The Bulletin – Religion & Faith
Religious Commentary: Halloween conjures up a witchcraft conversation
By Kristin Deasy
As Gonzaga students prepare to open their doors and dorms to little witches, ghosts and ghouls this Halloween, perhaps it is an appropriate time to examine what magic really is and its effect on the Spokane community.
On Oct. 8, 2002, two practicing witches founded “The Spokane Witches Meetup Group.” In only three years, it gained 124 members and helped organize 23 events. Spokane resident Phoenix Springwater wrote on the Witch meet-up Web page, “Merry meet! I’m an intuitive-elemental Witch living in Spokane. Hosting the radio show Pagan Uprising on 92.3 FM on the 1st, 3rd and 5th Tuesdays of each month.”
Witches and witchcraft are an increasing presence, both worldwide (statistics vary from thousands to millions) and in the Spokane community.

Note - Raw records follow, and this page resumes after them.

//! Auction Builder Common Library
//!
//! CLIから使う入出力なしのロジック:
//! インベントリ抽出・価格集計・マクロ行生成・iniファイルの再構成

pub mod types;
pub mod layout;
pub mod error;
pub mod pricing;
pub mod auction_page;
pub mod inventory;
pub mod macro_builder;
pub mod ini;
pub mod settings;
pub mod export;

pub use types::{AuctionItem, AuctionSheet, InventoryItem, Price, UNKNOWN_PRICE};
pub use layout::HotkeySlot;
pub use error::{Error, Result};
pub use pricing::{aggregate_price, round_up_to_step};
pub use auction_page::{auction_query_name, extract_samples};
pub use inventory::{is_excluded, parse_inventory};
pub use macro_builder::{build_macro_lines, button_count, normalize_id};
pub use ini::{LineEnding, MacroFile};
pub use settings::{parse_legacy_settings, LegacySettings};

But what is witchcraft? The word connotes both harmless concoctions as well as more serious superstition and worship. According to the Encyclopedic Dictionary of Religion, the word “witchcraft” is rooted in the Old English wicceraeft, the translation of which is an ongoing debate. It might derive from “soothsayer” (low German “wicker”) or “wise man, prophet” (low German “witega”). Whatever the roots, the term is generally used to mean “the exercise of human powers in league with spiritual forces to produce effects outside the ordinary run of things and therefore deemed to be preternatural and usually claimed to be magical.”
There is an important distinction to be made, however, between “The Craft” and “Wicca.” The former denotes the direct manipulation of spiritual forces, while the latter refers to the personal spirituality. “The confusion comes, understandably, because both practitioners of Wicca and practitioners of The Craft call themselves witches. In addition, many, but not all, Wiccans practice witchcraft and likewise not all witches are Wiccans.
From a neopagan perspective, Wicca refers to the religion, the worship of the God (also known as the Consort) and the Goddess (or just Goddess), and the Sabbat and Esbat rituals. Witchcraft, on the other hand, is considered the craft of magic. Practicing The Craft involves the conscious manipulation of energy to manifest desired results. This practice can be learned and perfected separate from any religious ideology, and thus requires no belief in specific gods or goddesses. It is a learned skill, not a spiritual path, according to Encyclopedia Wikipedia.org.
So there are witches, and then there are witches. And then there is Halloween. And there is more. Behind the Wiccan-Craft confusion, there is also an older and more fundamental distinction that must be made regarding magic. “Note the distinction drawn by popular estimation, between black magic and white magic: the former is used for a maleficent or offensive purpose and proceeds from ‘one that hath conference with devils’; the latter is defensive and has harmless or even beneficial effects, such as charming away or, as commonly in Italy, casting a love-spell, and it proceeds from ‘one of good disposition, or ‘that pretends to deal only with good angels,” according to the Encyclopedic Dictionary of Religion.
Broomstick-carrying visitors aside, it is important to be informed about witchcraft, particularly for a Catholic institution – for purposes of clarification, Catholicism contends “that God is to be neither tricked not tempted, and that we should be content with the loving economy of his salvation, and not seek to go outside it, rather than horror at a pact with the devil, lies at the heart of the Christian rejection of magical thinking or practices in religion and in a community,” according to the Encyclopedic Dictionary of Religion.